**ACTIVITY**
Every line of the material is to be given again exactly.

════

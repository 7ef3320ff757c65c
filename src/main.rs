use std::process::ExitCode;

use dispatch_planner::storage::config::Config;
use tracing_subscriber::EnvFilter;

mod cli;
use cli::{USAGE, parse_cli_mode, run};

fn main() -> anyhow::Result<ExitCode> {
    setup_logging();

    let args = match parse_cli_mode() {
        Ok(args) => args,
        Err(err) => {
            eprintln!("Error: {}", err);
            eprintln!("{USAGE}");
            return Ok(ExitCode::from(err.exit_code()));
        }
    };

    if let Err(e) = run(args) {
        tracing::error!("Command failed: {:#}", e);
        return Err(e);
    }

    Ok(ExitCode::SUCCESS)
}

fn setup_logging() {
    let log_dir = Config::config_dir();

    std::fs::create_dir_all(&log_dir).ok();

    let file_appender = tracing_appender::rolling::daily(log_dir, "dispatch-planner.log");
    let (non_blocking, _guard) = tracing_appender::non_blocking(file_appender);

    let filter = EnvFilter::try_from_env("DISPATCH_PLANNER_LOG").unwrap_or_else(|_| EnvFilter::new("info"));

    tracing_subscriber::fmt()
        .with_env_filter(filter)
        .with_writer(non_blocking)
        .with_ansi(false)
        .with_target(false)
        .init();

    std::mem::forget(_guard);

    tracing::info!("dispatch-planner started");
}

════

**ANSWER BELOW**
repository 7ef3320ff757c65c
filename src/main.rs
use std::process::ExitCode;

use dispatch_planner::storage::config::Config;
use tracing_subscriber::EnvFilter;

mod cli;
use cli::{USAGE, parse_cli_mode, run};

fn main() -> anyhow::Result<ExitCode> {
    setup_logging();

    let args = match parse_cli_mode() {
        Ok(args) => args,
        Err(err) => {
            eprintln!("Error: {}", err);
            eprintln!("{USAGE}");
            return Ok(ExitCode::from(err.exit_code()));
        }
    };

    if let Err(e) = run(args) {
        tracing::error!("Command failed: {:#}", e);
        return Err(e);
    }

    Ok(ExitCode::SUCCESS)
}

fn setup_logging() {
    let log_dir = Config::config_dir();

    std::fs::create_dir_all(&log_dir).ok();

    let file_appender = tracing_appender::rolling::daily(log_dir, "dispatch-planner.log");
    let (non_blocking, _guard) = tracing_appender::non_blocking(file_appender);

    let filter = EnvFilter::try_from_env("DISPATCH_PLANNER_LOG").unwrap_or_else(|_| EnvFilter::new("info"));

    tracing_subscriber::fmt()
        .with_env_filter(filter)
        .with_writer(non_blocking)
        .with_ansi(false)
        .with_target(false)
        .init();

    std::mem::forget(_guard);

    tracing::info!("dispatch-planner started");
}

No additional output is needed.